[WORLD] Hong Kong stocks advanced further on Wednesday, building on a two-month high, as investor sentiment was buoyed by hopes that China can weather the ongoing tariff conflict and maintain steady economic momentum.
The Hang Seng Index edged up 0.5 per cent to 23,807.13 at the midday break, putting it on track for its highest close since March 24. The Hang Seng Tech Index rose 0.4 per cent. On the mainland, the CSI 300 Index climbed 0.7 per cent while the Shanghai Composite added 0.4 per cent.
Analysts credit the continued upswing to growing confidence in China’s economic durability, bolstered by expectations of additional stimulus from policymakers aimed at mitigating external headwinds.

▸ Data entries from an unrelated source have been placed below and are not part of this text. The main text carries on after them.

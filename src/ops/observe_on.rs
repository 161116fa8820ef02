use std::{
  collections::VecDeque,
  panic::{self, AssertUnwindSafe},
  sync::{
    atomic::{AtomicBool, Ordering},
    Arc, Mutex,
  },
};

use smallvec::SmallVec;

use crate::{
  error::RxError,
  observable::{Observable, ObservableExt},
  observer::{Emission, Observer},
  rc::lock,
  scheduler::Scheduler,
  subscriber::Subscriber,
};

const DRAIN_BATCH: usize = 8;

#[derive(Clone)]
pub struct ObserveOnOp<S, SD> {
  pub(crate) source: S,
  pub(crate) scheduler: SD,
}

impl<Item, S, SD, O> Observable<Item, O> for ObserveOnOp<S, SD>
where
  Item: Send + 'static,
  O: Observer<Item> + Send + 'static,
  SD: Scheduler,
  S: Observable<Item, ObserveOnObserver<Item, O, SD>>,
{
  fn actual_subscribe(self, subscriber: Subscriber<O>) {
    let subscription = subscriber.subscription().clone();
    let hand_off = Arc::new(HandOff {
      queue: Mutex::new(Queue { items: VecDeque::new(), draining: false, terminated: false }),
      downstream: Mutex::new(subscriber),
      finished: AtomicBool::new(false),
    });
    let observer = ObserveOnObserver { hand_off, scheduler: self.scheduler };
    self.source.actual_subscribe(Subscriber::new(observer, subscription));
  }
}

impl<Item, S, SD> ObservableExt<Item> for ObserveOnOp<S, SD> where S: ObservableExt<Item> {}

/// Upstream half of the hand-off. Emissions are queued and a single drain
/// unit at a time delivers them downstream on the target scheduler.
pub struct ObserveOnObserver<Item, O, SD> {
  hand_off: Arc<HandOff<Item, O>>,
  scheduler: SD,
}

struct HandOff<Item, O> {
  queue: Mutex<Queue<Item>>,
  downstream: Mutex<Subscriber<O>>,
  // Mirrors `downstream.is_finished()` so upstream can poll without waiting
  // for a running drain.
  finished: AtomicBool,
}

struct Queue<Item> {
  items: VecDeque<Emission<Item>>,
  draining: bool,
  terminated: bool,
}

impl<Item, O, SD> ObserveOnObserver<Item, O, SD>
where
  Item: Send + 'static,
  O: Observer<Item> + Send + 'static,
  SD: Scheduler,
{
  fn push(&self, emission: Emission<Item>) {
    let mut queue = lock(&self.hand_off.queue);
    if queue.terminated {
      log::debug!("emission after terminal event dropped");
      return;
    }
    queue.terminated = emission.is_terminal();
    queue.items.push_back(emission);
    if queue.draining {
      return;
    }
    queue.draining = true;
    drop(queue);

    let hand_off = self.hand_off.clone();
    self.scheduler.schedule(move || hand_off.drain());
  }
}

impl<Item, O> HandOff<Item, O>
where
  O: Observer<Item>,
{
  fn drain(&self) {
    loop {
      let batch: SmallVec<[Emission<Item>; DRAIN_BATCH]> = {
        let mut queue = lock(&self.queue);
        if queue.items.is_empty() {
          queue.draining = false;
          return;
        }
        let len = queue.items.len().min(DRAIN_BATCH);
        queue.items.drain(..len).collect()
      };

      let mut downstream = lock(&self.downstream);
      let delivered = panic::catch_unwind(AssertUnwindSafe(|| {
        for emission in batch {
          emission.deliver(&mut *downstream);
        }
      }));
      if delivered.is_err() {
        log::error!("observer panicked while draining, the rest of the stream is dropped");
        self.finished.store(true, Ordering::Release);
        let mut queue = lock(&self.queue);
        queue.items.clear();
        queue.terminated = true;
        queue.draining = false;
        return;
      }
      self.finished.store(Observer::<Item>::is_finished(&*downstream), Ordering::Release);
    }
  }
}

impl<Item, O, SD> Observer<Item> for ObserveOnObserver<Item, O, SD>
where
  Item: Send + 'static,
  O: Observer<Item> + Send + 'static,
  SD: Scheduler,
{
  #[inline]
  fn next(&mut self, value: Item) { self.push(Emission::Next(value)) }

  #[inline]
  fn error(&mut self, err: RxError) { self.push(Emission::Error(err)) }

  #[inline]
  fn complete(&mut self) { self.push(Emission::Completed) }

  #[inline]
  fn is_finished(&self) -> bool { self.hand_off.finished.load(Ordering::Acquire) }
}
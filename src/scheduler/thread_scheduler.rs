use std::{
  sync::{
    atomic::{AtomicUsize, Ordering},
    Arc,
  },
  thread,
};

use super::{mark_current_thread, run_unit, PoolConfig, Scheduler, SchedulerKind};

static THREAD_INDEX: AtomicUsize = AtomicUsize::new(0);

/// Spawns a dedicated thread for every unit; the thread ends with the unit.
#[derive(Clone, Debug, Default)]
pub struct NewThreadScheduler {
  config: Arc<PoolConfig>,
}

impl NewThreadScheduler {
  pub fn with_config(config: PoolConfig) -> Self { NewThreadScheduler { config: Arc::new(config) } }
}

impl Scheduler for NewThreadScheduler {
  fn schedule<T>(&self, task: T)
  where
    T: FnOnce() + Send + 'static,
  {
    let name = self
      .config
      .thread_name("new-thread", THREAD_INDEX.fetch_add(1, Ordering::Relaxed));
    log::trace!("spawning {name}");
    // `spawn` drops the closure when it fails; keep the unit reachable for the
    // fallback.
    let slot = Arc::new(std::sync::Mutex::new(Some(task)));
    let c_slot = slot.clone();
    let spawned = thread::Builder::new().name(name.clone()).spawn(move || {
      mark_current_thread(SchedulerKind::NewThread);
      if let Some(task) = crate::rc::lock(&c_slot).take() {
        run_unit(SchedulerKind::NewThread, task);
      }
    });
    if let Err(err) = spawned {
      log::error!("failed to spawn {name}: {err}; running unit on the calling thread");
      if let Some(task) = crate::rc::lock(&slot).take() {
        task();
      }
    }
  }

  #[inline]
  fn kind(&self) -> SchedulerKind { SchedulerKind::NewThread }
}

Investor optimism has been further lifted by stronger-than-expected industrial output and retail sales data, reinforcing the outlook for a sustained recovery in the world’s second-largest economy.
Electric vehicle manufacturers led the charge, with Li Auto surging 3.4 per cent to HK$114.80 and BYD gaining 2.8 per cent to HK$457.20. Alibaba Group rose 0.6 per cent to HK$122.40, while Tencent Holdings also advanced 0.6 per cent to HK$520.

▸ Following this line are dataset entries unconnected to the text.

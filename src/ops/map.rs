use std::{
  marker::PhantomData,
  panic::{self, AssertUnwindSafe},
};

use crate::{
  error::RxError,
  observable::{Observable, ObservableExt},
  observer::Observer,
  subscriber::Subscriber,
};

pub struct MapOp<S, F, Item> {
  pub(crate) source: S,
  pub(crate) func: F,
  pub(crate) _hint: PhantomData<fn(Item)>,
}

impl<S: Clone, F: Clone, Item> Clone for MapOp<S, F, Item> {
  fn clone(&self) -> Self {
    MapOp { source: self.source.clone(), func: self.func.clone(), _hint: PhantomData }
  }
}

impl<Item, B, S, F, O> Observable<B, O> for MapOp<S, F, Item>
where
  O: Observer<B>,
  F: FnMut(Item) -> B,
  S: Observable<Item, MapObserver<Subscriber<O>, F>>,
{
  fn actual_subscribe(self, subscriber: Subscriber<O>) {
    let subscription = subscriber.subscription().clone();
    let observer = MapObserver { observer: subscriber, func: self.func };
    self.source.actual_subscribe(Subscriber::new(observer, subscription));
  }
}

impl<Item, B, S, F> ObservableExt<B> for MapOp<S, F, Item> where F: FnMut(Item) -> B {}

pub struct MapObserver<O, F> {
  observer: O,
  func: F,
}

impl<Item, B, O, F> Observer<Item> for MapObserver<O, F>
where
  O: Observer<B>,
  F: FnMut(Item) -> B,
{
  fn next(&mut self, value: Item) {
    let func = &mut self.func;
    match panic::catch_unwind(AssertUnwindSafe(|| func(value))) {
      Ok(v) => self.observer.next(v),
      Err(payload) => self.observer.error(RxError::from_panic(payload)),
    }
  }

  #[inline]
  fn error(&mut self, err: RxError) { self.observer.error(err) }

  #[inline]
  fn complete(&mut self) { self.observer.complete() }

  #[inline]
  fn is_finished(&self) -> bool { self.observer.is_finished() }
}

pub struct TryMapOp<S, F, Item> {
  pub(crate) source: S,
  pub(crate) func: F,
  pub(crate) _hint: PhantomData<fn(Item)>,
}

impl<S: Clone, F: Clone, Item> Clone for TryMapOp<S, F, Item> {
  fn clone(&self) -> Self {
    TryMapOp { source: self.source.clone(), func: self.func.clone(), _hint: PhantomData }
  }
}

impl<Item, B, E, S, F, O> Observable<B, O> for TryMapOp<S, F, Item>
where
  O: Observer<B>,
  F: FnMut(Item) -> Result<B, E>,
  E: Into<Box<dyn std::error::Error + Send + Sync>>,
  S: Observable<Item, TryMapObserver<Subscriber<O>, F>>,
{
  fn actual_subscribe(self, subscriber: Subscriber<O>) {
    let subscription = subscriber.subscription().clone();
    let observer = TryMapObserver { observer: subscriber, func: self.func };
    self.source.actual_subscribe(Subscriber::new(observer, subscription));
  }
}

impl<Item, B, E, S, F> ObservableExt<B> for TryMapOp<S, F, Item> where
  F: FnMut(Item) -> Result<B, E>
{
}

pub struct TryMapObserver<O, F> {
  observer: O,
  func: F,
}

impl<Item, B, E, O, F> Observer<Item> for TryMapObserver<O, F>
where
  O: Observer<B>,
  F: FnMut(Item) -> Result<B, E>,
  E: Into<Box<dyn std::error::Error + Send + Sync>>,
{
  fn next(&mut self, value: Item) {
    let func = &mut self.func;
    match panic::catch_unwind(AssertUnwindSafe(|| func(value))) {
      Ok(Ok(v)) => self.observer.next(v),
      Ok(Err(err)) => self.observer.error(RxError::producer(err)),
      Err(payload) => self.observer.error(RxError::from_panic(payload)),
    }
  }

  #[inline]
  fn error(&mut self, err: RxError) { self.observer.error(err) }

  #[inline]
  fn complete(&mut self) { self.observer.complete() }

  #[inline]
  fn is_finished(&self) -> bool { self.observer.is_finished() }
}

The rally in EV shares followed renewed policy backing from Beijing, including prolonged subsidies for new energy vehicles and increased investment in charging infrastructure. Analysts note that China’s green mobility agenda continues to attract investor interest, with domestic EV makers expanding their market presence both locally and internationally.
On the downside, Trip.com Group fell 1.2 per cent to HK$499.40 after Morningstar cautioned that declining hotel and ticket prices could dent revenue growth, despite the company reporting a 16 per cent year-on-year rise in quarterly revenue.
The mixed performance among tech stocks underscores lingering investor caution amid ongoing regulatory uncertainties. While industry giants like Alibaba and Tencent have regained some stability following extended periods of volatility, smaller tech firms remain susceptible to shifts in policy, particularly in areas such as data governance and antitrust regulation.
Globally, markets are watching closely as China crafts its response to intensifying trade tensions. Some economists anticipate targeted fiscal and monetary support aimed at shoring up export-heavy sectors. The People’s Bank of China has already adopted a more dovish stance, having lowered banks’ reserve requirement ratios last month to enhance liquidity.
Looking ahead, traders are expected to scrutinize upcoming corporate earnings and policy signals for insights into the market’s trajectory. With the U.S. Federal Reserve’s interest rate path contributing to broader market uncertainty, Hong Kong stocks may experience heightened volatility, potentially putting the current rally to the test.